* [Input data]:
*****

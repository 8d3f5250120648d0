use std::num::NonZeroU32;

use chrono::NaiveDate;
use serde::{Deserialize, Serialize};

pub const DEFAULT_CURRENCY: &str = "KRW";

/// Criteria for a live flight-offer search.
///
/// Only the shape is checked on the way in: IATA codes are not validated and
/// origin may equal destination.
#[derive(Debug, Clone, PartialEq, Eq, Serialize, Deserialize)]
pub struct SearchCriteria {
    pub origin: String,
    pub destination: String,
    pub departure_date: NaiveDate,
    #[serde(default)]
    pub return_date: Option<NaiveDate>,
    #[serde(default = "default_adults")]
    pub adults: NonZeroU32,
    #[serde(default = "default_currency")]
    pub currency: String,
}

impl SearchCriteria {
    pub fn new(origin: impl Into<String>, destination: impl Into<String>, departure_date: NaiveDate) -> Self {
        Self {
            origin: origin.into(),
            destination: destination.into(),
            departure_date,
            return_date: None,
            adults: default_adults(),
            currency: default_currency(),
        }
    }

    pub fn with_return_date(mut self, return_date: NaiveDate) -> Self {
        self.return_date = Some(return_date);
        self
    }

    pub fn with_adults(mut self, adults: NonZeroU32) -> Self {
        self.adults = adults;
        self
    }

    pub fn with_currency(mut self, currency: impl Into<String>) -> Self {
        self.currency = currency.into();
        self
    }
}

/// Criteria for a cheapest-travel-date search.
#[derive(Debug, Clone, PartialEq, Eq, Serialize, Deserialize)]
pub struct DateRangeCriteria {
    pub origin: String,
    pub destination: String,
    pub departure_date: NaiveDate,
    /// Trip length in days.
    #[serde(default)]
    pub duration: Option<u32>,
}

impl DateRangeCriteria {
    pub fn new(origin: impl Into<String>, destination: impl Into<String>, departure_date: NaiveDate) -> Self {
        Self {
            origin: origin.into(),
            destination: destination.into(),
            departure_date,
            duration: None,
        }
    }

    pub fn with_duration(mut self, days: u32) -> Self {
        self.duration = Some(days);
        self
    }
}

fn default_adults() -> NonZeroU32 {
    NonZeroU32::MIN
}

fn default_currency() -> String {
    DEFAULT_CURRENCY.to_string()
}

#[cfg(test)]
mod tests {
    use super::*;

    #[test]
    fn test_search_criteria_defaults() {
        let json = r#"
            {
                "origin": "ICN",
                "destination": "NRT",
                "departure_date": "2025-08-15"
            }
        "#;
        let criteria: SearchCriteria = serde_json::from_str(json).expect("Failed to deserialize");
        assert_eq!(criteria.origin, "ICN");
        assert_eq!(criteria.departure_date, NaiveDate::from_ymd_opt(2025, 8, 15).unwrap());
        assert_eq!(criteria.return_date, None);
        assert_eq!(criteria.adults.get(), 1);
        assert_eq!(criteria.currency, "KRW");
    }

    #[test]
    fn test_search_criteria_rejects_zero_adults() {
        let json = r#"{"origin":"ICN","destination":"NRT","departure_date":"2025-08-15","adults":0}"#;
        assert!(serde_json::from_str::<SearchCriteria>(json).is_err());
    }

    #[test]
    fn test_search_criteria_rejects_bad_date() {
        let json = r#"{"origin":"ICN","destination":"NRT","departure_date":"15/08/2025"}"#;
        assert!(serde_json::from_str::<SearchCriteria>(json).is_err());
    }

    #[test]
    fn test_same_origin_and_destination_is_accepted() {
        let json = r#"{"origin":"ICN","destination":"ICN","departure_date":"2025-08-15"}"#;
        let criteria: SearchCriteria = serde_json::from_str(json).unwrap();
        assert_eq!(criteria.origin, criteria.destination);
    }

    #[test]
    fn test_date_range_duration_is_optional() {
        let json = r#"{"origin":"ICN","destination":"HND","departure_date":"2025-09-01"}"#;
        let criteria: DateRangeCriteria = serde_json::from_str(json).unwrap();
        assert_eq!(criteria.duration, None);

        let json = r#"{"origin":"ICN","destination":"HND","departure_date":"2025-09-01","duration":4}"#;
        let criteria: DateRangeCriteria = serde_json::from_str(json).unwrap();
        assert_eq!(criteria.duration, Some(4));
    }
}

*****

* [The problem]:
Across the listing, count every line with "Some" in it and give the number only.

* [Solution for this exercise]:
3